[Collection entries]
--- --- ---

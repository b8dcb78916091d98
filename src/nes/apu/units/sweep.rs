use std::ops::RangeInclusive;

/// Pulse frequency sweep, clocked once per frame (two sweep sequences per frame)
#[derive(Debug, Clone, Default)]
pub struct Sweep {
    enabled: bool,
    negate: bool,
    period: u8, // 0-7
    shift: u8,  // 0-7
    counter: i16,
}

const SEQUENCES_PER_FRAME: i16 = 2;

/// Counter values reachable between clocks
pub const SWEEP_COUNTER_RANGE: RangeInclusive<i16> =
    -SEQUENCES_PER_FRAME..=7 + SEQUENCES_PER_FRAME;

impl Sweep {
    pub fn new() -> Sweep {
        Sweep::default()
    }

    /// value: 0bEPPP_NSSS. Reloads the counter from the period.
    pub fn set(&mut self, value: u8) {
        self.decode(value);
        self.counter = self.period as i16;
    }

    pub fn decode(&mut self, value: u8) {
        self.enabled = value & 0b1000_0000 != 0;
        self.period = (value >> 4) & 0b111;
        self.negate = value & 0b0000_1000 != 0;
        self.shift = value & 0b0000_0111;
    }

    pub fn compute_target(&self, timer: u16) -> u16 {
        let change = timer >> self.shift;
        if self.negate {
            timer.wrapping_sub(change)
        } else {
            timer.wrapping_add(change)
        }
    }

    /// Advances the sweep and rewrites `timer` (11 bits) when the period elapses.
    /// Returns true when the new frequency falls outside 8..=0x7FF, silencing the channel.
    pub fn clock(&mut self, timer: &mut u16) -> bool {
        if !self.enabled {
            return false;
        }

        let mut silenced = false;
        let mut c = self.counter + SEQUENCES_PER_FRAME;
        let count = self.period as i16;
        if c >= count {
            c -= count;
            if self.shift > 0 {
                let target = self.compute_target(*timer);
                silenced = if self.negate {
                    target < 8
                } else {
                    target > 0x7FF
                };
                *timer = target & 0x7FF;
            }
            c -= SEQUENCES_PER_FRAME;
        }
        self.counter = c;
        silenced
    }

    pub fn counter(&self) -> i16 {
        self.counter
    }

    pub fn restore_counter(&mut self, counter: i16) {
        self.counter = counter;
    }
}

#[cfg(test)]
mod tests {
    use super::*;

    #[test]
    fn disabled_sweep_leaves_timer() {
        let mut sweep = Sweep::new();
        sweep.set(0x01);
        let mut timer = 0x100;
        assert!(!sweep.clock(&mut timer));
        assert_eq!(timer, 0x100);
    }

    #[test]
    fn add_mode_raises_period() {
        let mut sweep = Sweep::new();
        sweep.set(0b1000_0001); // enabled, period 0, add, shift 1
        let mut timer = 0x100;
        assert!(!sweep.clock(&mut timer));
        assert_eq!(timer, 0x180);
    }

    #[test]
    fn add_overflow_silences() {
        let mut sweep = Sweep::new();
        sweep.set(0b1000_0001);
        let mut timer = 0x600;
        assert!(sweep.clock(&mut timer));
        assert_eq!(timer, 0x900 & 0x7FF);
    }

    #[test]
    fn subtract_below_eight_silences() {
        let mut sweep = Sweep::new();
        sweep.set(0b1000_1001); // negate, shift 1
        let mut timer = 0x0A;
        assert!(sweep.clock(&mut timer));
        assert_eq!(timer, 0x05);
    }

    #[test]
    fn zero_shift_only_moves_counter() {
        let mut sweep = Sweep::new();
        sweep.set(0b1010_0000); // enabled, period 2, shift 0
        let mut timer = 0x123;
        assert!(!sweep.clock(&mut timer));
        assert_eq!(timer, 0x123);
        // 2 + 2 - 2 (period) - 2 (credit)
        assert_eq!(sweep.counter(), 0);
    }

    #[test]
    fn long_period_waits_several_frames() {
        let mut sweep = Sweep::new();
        sweep.set(0b1111_0001); // period 7, shift 1
        sweep.restore_counter(0);
        let mut timer = 0x100;
        sweep.clock(&mut timer); // 2
        sweep.clock(&mut timer); // 4
        sweep.clock(&mut timer); // 6
        assert_eq!(timer, 0x100);
        sweep.clock(&mut timer); // 8 >= 7
        assert_eq!(timer, 0x180);
        assert_eq!(sweep.counter(), -1);
    }

    #[test]
    fn counter_stays_in_range_for_every_period() {
        for value in 0x80..=0xFFu8 {
            let mut sweep = Sweep::new();
            sweep.set(value);
            let mut timer = 0x200;
            for _ in 0..64 {
                sweep.clock(&mut timer);
                assert!(SWEEP_COUNTER_RANGE.contains(&sweep.counter()));
            }
        }
    }
}
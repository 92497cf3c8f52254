//! `siphon spew` - scan and extract

use std::collections::BTreeMap;
use std::path::PathBuf;
use std::sync::Arc;
use std::time::Duration;

use anyhow::{Context, Result};
use clap::Args;

use siphon_core::accumulator::DEFAULT_BATCH_SIZE;
use siphon_core::{
    ExtractingConsumer, ExtractorConfig, FileSpewer, ParquetSpewer, PathQueue, PrintSpewer,
    Report, Reporter, ResumePolicy, RunOptions, SharedProgress, Spewer, TextExtractor,
    default_parallelism, fmt_num,
};

use super::{QueueOpts, ScanOpts, print_summary};
use crate::config::{Config, OutputKind, ReportKind, parse_duration, parse_size, parse_tag};

#[derive(Args, Debug)]
pub struct SpewArgs {
    /// Roots to scan. Without any, only the existing queue is drained.
    pub paths: Vec<PathBuf>,

    #[command(flatten)]
    pub queue: QueueOpts,

    #[command(flatten)]
    pub scan: ScanOpts,

    /// How long each queue poll waits, e.g. 5s or 250ms
    #[arg(long, value_name = "DURATION", value_parser = parse_duration)]
    pub queue_poll: Option<Duration>,

    /// With no paths, keep draining until interrupted
    #[arg(long)]
    pub daemon: bool,

    /// Where outcomes are recorded for resuming
    #[arg(long, value_enum)]
    pub report_type: Option<ReportKind>,

    /// Report name within the store directory
    #[arg(long)]
    pub report_name: Option<String>,

    /// Directory relative queued paths are resolved against
    #[arg(long)]
    pub working_directory: Option<PathBuf>,

    /// Output type
    #[arg(short, long, value_enum)]
    pub output_type: Option<OutputKind>,

    /// Output directory for file and parquet output
    #[arg(long)]
    pub output_directory: Option<PathBuf>,

    /// Write metadata alongside text
    #[arg(long, value_name = "BOOL")]
    pub output_metadata: Option<bool>,

    /// Field added to every document (repeatable)
    #[arg(short, long = "tag", value_name = "NAME=VALUE", value_parser = parse_tag)]
    pub tags: Vec<(String, String)>,

    /// Number of files extracted in parallel
    #[arg(short, long)]
    pub jobs: Option<usize>,

    /// Re-extract paths the report already holds
    #[arg(long)]
    pub force: bool,

    /// Re-extract paths the report holds as failed
    #[arg(long)]
    pub retry_failed: bool,

    /// Skip files larger than this, e.g. 50M
    #[arg(long, value_name = "SIZE", value_parser = parse_size)]
    pub max_file_size: Option<u64>,
}

/// More parallel extractions than this many per CPU usually just thrash memory
const JOBS_PER_CPU_WARNING: usize = 4;

fn check_parallelism(jobs: usize) {
    let cpus = default_parallelism();
    if jobs > cpus * JOBS_PER_CPU_WARNING {
        log::warn!(
            "Running {jobs} extractions in parallel on {cpus} CPU(s). \
             Memory may run short; consider lowering --jobs."
        );
    }
}

fn open_spewer(args: &SpewArgs, config: &Config) -> Result<Arc<dyn Spewer>> {
    let kind = args.output_type.unwrap_or(config.output.kind);
    let metadata = args.output_metadata.unwrap_or(config.output.metadata);
    let dir = args
        .output_directory
        .clone()
        .unwrap_or_else(|| config.output.directory.clone());

    Ok(match kind {
        OutputKind::Stdout => Arc::new(PrintSpewer::stdout(metadata)),
        OutputKind::File => Arc::new(
            FileSpewer::new(&dir, metadata)
                .with_context(|| format!("failed to create output directory {}", dir.display()))?,
        ),
        OutputKind::Parquet => {
            let path = dir.join("documents.parquet");
            let spewer =
                ParquetSpewer::create(&path, config.output.compression_level, DEFAULT_BATCH_SIZE)
                    .with_context(|| format!("failed to create {}", path.display()))?;
            Arc::new(spewer)
        }
    })
}

fn open_report(args: &SpewArgs, config: &Config) -> Result<Option<Arc<dyn Report>>> {
    let kind = args.report_type.unwrap_or(config.report.kind);
    let Some(backend) = kind.backend() else {
        return Ok(None);
    };
    let name = args.report_name.as_deref().unwrap_or(&config.report.name);
    let dir = args.queue.store_dir(config);
    let report = siphon_store::open_report(backend, &dir, name)
        .with_context(|| format!("failed to open {backend} report '{name}'"))?;
    log::info!("Using {backend} report '{name}' ({} recorded)", report.len());
    Ok(Some(report))
}

pub fn run(args: SpewArgs, config: &Config, progress: &SharedProgress) -> Result<()> {
    let jobs = args
        .jobs
        .or(config.workers.jobs)
        .unwrap_or_else(default_parallelism)
        .max(1);
    check_parallelism(jobs);
    siphon_core::install_signal_handlers().context("failed to install signal handlers")?;

    // Setup failures abort here, before anything is scanned
    let report = open_report(&args, config)?;
    let spewer = open_spewer(&args, config)?;
    let queue = args.queue.open(config)?;

    let result = spew(&args, config, jobs, &queue, &spewer, report.as_ref(), progress);

    // Closed in reverse order of opening, whatever the outcome
    let closed = close_all(&*queue, &*spewer, report.as_deref());
    let summary = result?;
    closed?;

    summary.log();
    print_summary(
        "Spew",
        &[
            ("Drained", fmt_num(summary.drained)),
            ("Extracted", fmt_num(summary.extracted)),
            ("Skipped", fmt_num(summary.skipped)),
            ("Failed", fmt_num(summary.failed)),
            ("Time", format!("{:.1}s", summary.elapsed.as_secs_f64())),
        ],
    );
    Ok(())
}

fn spew(
    args: &SpewArgs,
    config: &Config,
    jobs: usize,
    queue: &Arc<dyn PathQueue>,
    spewer: &Arc<dyn Spewer>,
    report: Option<&Arc<dyn Report>>,
    progress: &SharedProgress,
) -> Result<siphon_core::RunSummary> {
    let mut tags: BTreeMap<String, String> = BTreeMap::new();
    tags.extend(args.tags.iter().cloned());
    let extractor = TextExtractor::new(ExtractorConfig {
        working_dir: args
            .working_directory
            .clone()
            .or_else(|| config.extract.working_directory.clone()),
        include_metadata: args.output_metadata.unwrap_or(config.output.metadata),
        max_file_size: args.max_file_size.or(config.extract.max_file_size),
        tags,
    });

    let counter = progress.file_counter("extract");
    let mut consumer = ExtractingConsumer::new(Arc::new(extractor), Arc::clone(spewer), jobs)
        .context("failed to start extraction workers")?
        .with_progress(counter.clone());
    if let Some(report) = report {
        consumer = consumer.with_reporter(Reporter::new(Arc::clone(report)).with_policy(
            ResumePolicy {
                force: args.force,
                retry_failed: args.retry_failed,
            },
        ));
    }

    let options = RunOptions {
        roots: args.paths.clone(),
        scan: args.scan.scan_options(config),
        poll_timeout: args.queue_poll.unwrap_or(config.queue.poll),
        daemon: args.daemon,
        ..Default::default()
    };
    if args.daemon && !options.roots.is_empty() {
        log::warn!("--daemon only applies without paths; stopping once scanning is drained");
    }

    let summary = siphon_core::spew(Arc::clone(queue), Arc::new(consumer), &options);
    counter.finish_and_clear();
    summary
}

fn close_all(queue: &dyn PathQueue, spewer: &dyn Spewer, report: Option<&dyn Report>) -> Result<()> {
    let mut first: Option<anyhow::Error> = None;
    let mut keep = |e: anyhow::Error| {
        log::error!("{e:#}");
        first.get_or_insert(e);
    };
    if let Err(e) = queue.close() {
        keep(anyhow::Error::new(e).context("failed to close queue"));
    }
    if let Err(e) = spewer.close() {
        keep(anyhow::Error::new(e).context("failed to finish output"));
    }
    if let Some(report) = report {
        if let Err(e) = report.close() {
            keep(anyhow::Error::new(e).context("failed to close report"));
        }
    }
    match first {
        Some(e) => Err(e),
        None => Ok(()),
    }
}

#[cfg(test)]
mod tests {
    use super::*;
    use clap::Parser;
    use siphon_core::ProgressContext;
    use siphon_store::{Backend, JournalReport};
    use tempfile::TempDir;

    #[derive(Parser)]
    struct Wrapper {
        #[command(flatten)]
        args: SpewArgs,
    }

    fn parse(argv: &[&str]) -> SpewArgs {
        Wrapper::parse_from(std::iter::once("spew").chain(argv.iter().copied())).args
    }

    #[test]
    fn parses_full_option_surface() {
        let args = parse(&[
            "--queue-type",
            "journal",
            "--queue-buffer",
            "8",
            "--queue-poll",
            "5s",
            "--report-type",
            "journal",
            "--include-pattern",
            "**/*.txt",
            "--tag",
            "batch=1",
            "--tag",
            "source=test",
            "--max-file-size",
            "1M",
            "-j",
            "2",
            "a",
            "b",
        ]);
        assert_eq!(args.queue.queue_type, Some(Backend::Journal));
        assert_eq!(args.queue.queue_buffer, Some(8));
        assert_eq!(args.queue_poll, Some(Duration::from_secs(5)));
        assert_eq!(args.report_type, Some(ReportKind::Journal));
        assert_eq!(args.tags.len(), 2);
        assert_eq!(args.max_file_size, Some(1 << 20));
        assert_eq!(args.jobs, Some(2));
        assert_eq!(args.paths, [PathBuf::from("a"), PathBuf::from("b")]);
    }

    #[test]
    fn file_output_run_records_report() {
        let input = TempDir::new().unwrap();
        let store = TempDir::new().unwrap();
        let out = TempDir::new().unwrap();
        std::fs::write(input.path().join("a.txt"), "alpha").unwrap();
        std::fs::write(input.path().join("b.txt"), "beta").unwrap();

        let input_dir = input.path().to_str().unwrap();
        let store_dir = store.path().to_str().unwrap();
        let out_dir = out.path().to_str().unwrap();
        let args = parse(&[
            "--store-dir",
            store_dir,
            "--report-type",
            "journal",
            "--path-base",
            input_dir,
            "--working-directory",
            input_dir,
            "--output-type",
            "file",
            "--output-directory",
            out_dir,
            "-j",
            "2",
            input_dir,
        ]);
        run(args, &Config::default(), &Arc::new(ProgressContext::new())).unwrap();

        assert_eq!(std::fs::read_to_string(out.path().join("a.txt.txt")).unwrap(), "alpha");
        assert!(out.path().join("b.txt.json").exists());
        let report = JournalReport::open(store.path(), "siphon").unwrap();
        assert_eq!(report.len(), 2);
    }
}
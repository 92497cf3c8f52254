//! Path filters applied while scanning

use std::ffi::OsStr;
use std::path::Path;

use glob::{MatchOptions, Pattern};

use crate::error::ScanError;

/// Names generated by common operating systems, regardless of the host OS
const OS_FILES: &[&str] = &[
    ".DS_Store",
    "._.DS_Store",
    ".Spotlight-V100",
    ".Trashes",
    ".fseventsd",
    ".TemporaryItems",
    "__MACOSX",
    "Thumbs.db",
    "ehthumbs.db",
    "desktop.ini",
    "$RECYCLE.BIN",
    "System Volume Information",
];

/// `*` and `?` stop at `/`; `**` crosses directories.
const MATCH_OPTIONS: MatchOptions = MatchOptions {
    case_sensitive: true,
    require_literal_separator: true,
    require_literal_leading_dot: false,
};

/// Filter settings as configured by the user
#[derive(Debug, Clone, Default)]
pub struct FilterOptions {
    /// Glob a file must match to be queued, e.g. `**/*.{pdf,tif}` style
    pub include_pattern: Option<String>,
    /// Glob excluding files and pruning directories
    pub exclude_pattern: Option<String>,
    pub follow_symlinks: bool,
    pub include_hidden: bool,
    pub include_os_files: bool,
}

/// Compiled filter. Patterns match against paths relative to the scan root,
/// with `/` separators.
#[derive(Debug, Clone)]
pub struct ScanFilter {
    include: Option<Pattern>,
    exclude: Option<Pattern>,
    include_hidden: bool,
    include_os_files: bool,
}

impl ScanFilter {
    pub fn new(options: &FilterOptions) -> Result<Self, ScanError> {
        let compile = |p: &Option<String>| -> Result<Option<Pattern>, ScanError> {
            match p.as_deref().map(str::trim) {
                Some(p) if !p.is_empty() => Ok(Some(Pattern::new(p)?)),
                _ => Ok(None),
            }
        };
        Ok(Self {
            include: compile(&options.include_pattern)?,
            exclude: compile(&options.exclude_pattern)?,
            include_hidden: options.include_hidden,
            include_os_files: options.include_os_files,
        })
    }

    /// Whether to descend into a directory
    pub fn admits_dir(&self, relative: &Path, hidden_attr: bool) -> bool {
        if !self.admits_name(relative.file_name(), hidden_attr) {
            return false;
        }
        !self.excluded(relative)
    }

    /// Whether to queue a regular file
    pub fn admits_file(&self, relative: &Path, hidden_attr: bool) -> bool {
        if !self.admits_name(relative.file_name(), hidden_attr) {
            return false;
        }
        if let Some(include) = &self.include {
            if !include.matches_with(&slashed(relative), MATCH_OPTIONS) {
                return false;
            }
        }
        !self.excluded(relative)
    }

    fn admits_name(&self, name: Option<&OsStr>, hidden_attr: bool) -> bool {
        let Some(name) = name else { return true };
        if !self.include_hidden && (hidden_attr || is_hidden_name(name)) {
            return false;
        }
        if !self.include_os_files && is_os_file(name) {
            return false;
        }
        true
    }

    fn excluded(&self, relative: &Path) -> bool {
        self.exclude
            .as_ref()
            .is_some_and(|p| p.matches_with(&slashed(relative), MATCH_OPTIONS))
    }
}

/// Dot-prefixed names are hidden on every platform
pub fn is_hidden_name(name: &OsStr) -> bool {
    name.to_string_lossy().starts_with('.')
}

pub fn is_os_file(name: &OsStr) -> bool {
    let name = name.to_string_lossy();
    OS_FILES.iter().any(|os| *os == name)
}

/// DOS "hidden" attribute. Always false off Windows.
#[cfg(windows)]
pub fn has_hidden_attribute(metadata: &std::fs::Metadata) -> bool {
    use std::os::windows::fs::MetadataExt;
    const FILE_ATTRIBUTE_HIDDEN: u32 = 0x2;
    metadata.file_attributes() & FILE_ATTRIBUTE_HIDDEN != 0
}

#[cfg(not(windows))]
pub fn has_hidden_attribute(_metadata: &std::fs::Metadata) -> bool {
    false
}

fn slashed(path: &Path) -> String {
    let s = path.to_string_lossy();
    if std::path::MAIN_SEPARATOR == '/' {
        s.into_owned()
    } else {
        s.replace(std::path::MAIN_SEPARATOR, "/")
    }
}
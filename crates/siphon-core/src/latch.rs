//! One-shot completion latch signalling that no more paths will be produced

use std::sync::atomic::{AtomicBool, Ordering};
use std::sync::{Mutex, PoisonError};
use std::time::Duration;

use crossbeam_channel::{Receiver, RecvTimeoutError, Sender};

/// Monotonic "no more producers" signal.
///
/// The latch holds the only sender of a channel nobody ever sends on.
/// Sealing drops that sender, which every receiver observes as a
/// disconnect, so any number of threads can wait on it at once.
pub struct Latch {
    sealer: Mutex<Option<Sender<()>>>,
    signal: Receiver<()>,
    sealed: AtomicBool,
}

impl Latch {
    pub fn new() -> Self {
        let (sender, signal) = crossbeam_channel::bounded(0);
        Self {
            sealer: Mutex::new(Some(sender)),
            signal,
            sealed: AtomicBool::new(false),
        }
    }

    /// A latch that is already sealed
    pub fn sealed() -> Self {
        let latch = Self::new();
        latch.seal();
        latch
    }

    /// Seal the latch. Returns `true` only for the call that sealed it.
    pub fn seal(&self) -> bool {
        let sender = self
            .sealer
            .lock()
            .unwrap_or_else(PoisonError::into_inner)
            .take();
        match sender {
            Some(sender) => {
                // Flag first: a waiter woken by the disconnect must see it set.
                self.sealed.store(true, Ordering::Release);
                drop(sender);
                true
            }
            None => false,
        }
    }

    pub fn is_sealed(&self) -> bool {
        self.sealed.load(Ordering::Acquire)
    }

    /// Wait up to `timeout` for the seal. Returns whether the latch is sealed.
    pub fn wait(&self, timeout: Duration) -> bool {
        if self.is_sealed() {
            return true;
        }
        match self.signal.recv_timeout(timeout) {
            Err(RecvTimeoutError::Disconnected) => true,
            Err(RecvTimeoutError::Timeout) | Ok(()) => self.is_sealed(),
        }
    }
}

impl Default for Latch {
    fn default() -> Self {
        Self::new()
    }
}

impl std::fmt::Debug for Latch {
    fn fmt(&self, f: &mut std::fmt::Formatter<'_>) -> std::fmt::Result {
        f.debug_struct("Latch")
            .field("sealed", &self.is_sealed())
            .finish()
    }
}

#[cfg(test)]
mod tests {
    use super::*;
    use std::sync::Arc;
    use std::sync::atomic::AtomicUsize;

    #[test]
    fn starts_unsealed() {
        let latch = Latch::new();
        assert!(!latch.is_sealed());
        assert!(!latch.wait(Duration::from_millis(10)));
    }

    #[test]
    fn seal_is_idempotent() {
        let latch = Latch::new();
        assert!(latch.seal());
        assert!(!latch.seal());
        assert!(latch.is_sealed());
        assert!(latch.wait(Duration::ZERO));
    }

    #[test]
    fn presealed() {
        assert!(Latch::sealed().is_sealed());
    }

    #[test]
    fn wakes_all_waiters() {
        let latch = Arc::new(Latch::new());
        let handles: Vec<_> = (0..4)
            .map(|_| {
                let latch = Arc::clone(&latch);
                std::thread::spawn(move || latch.wait(Duration::from_secs(5)))
            })
            .collect();

        std::thread::sleep(Duration::from_millis(20));
        latch.seal();

        for h in handles {
            assert!(h.join().unwrap());
        }
    }

    #[test]
    fn concurrent_seal_has_one_winner() {
        let latch = Arc::new(Latch::new());
        let winners = Arc::new(AtomicUsize::new(0));
        let handles: Vec<_> = (0..8)
            .map(|_| {
                let latch = Arc::clone(&latch);
                let winners = Arc::clone(&winners);
                std::thread::spawn(move || {
                    if latch.seal() {
                        winners.fetch_add(1, Ordering::Relaxed);
                    }
                })
            })
            .collect();
        for h in handles {
            h.join().unwrap();
        }
        assert_eq!(winners.load(Ordering::Relaxed), 1);
        assert!(latch.is_sealed());
    }
}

--- --- ---

◆ DESCRIPTION OF THE TASK
Lines after the one containing "-SEQUENCES_PER_FRAME..=7 + SEQUENCES_PER_FRAME;" are left out; every line from the start of the entries through that line is restated word for word.

◆ EXERCISE ANSWER
repository b8dcb78916091d98
filename src/nes/apu/units/sweep.rs
use std::ops::RangeInclusive;

/// Pulse frequency sweep, clocked once per frame (two sweep sequences per frame)
#[derive(Debug, Clone, Default)]
pub struct Sweep {
    enabled: bool,
    negate: bool,
    period: u8, // 0-7
    shift: u8,  // 0-7
    counter: i16,
}

const SEQUENCES_PER_FRAME: i16 = 2;

/// Counter values reachable between clocks
pub const SWEEP_COUNTER_RANGE: RangeInclusive<i16> =
    -SEQUENCES_PER_FRAME..=7 + SEQUENCES_PER_FRAME;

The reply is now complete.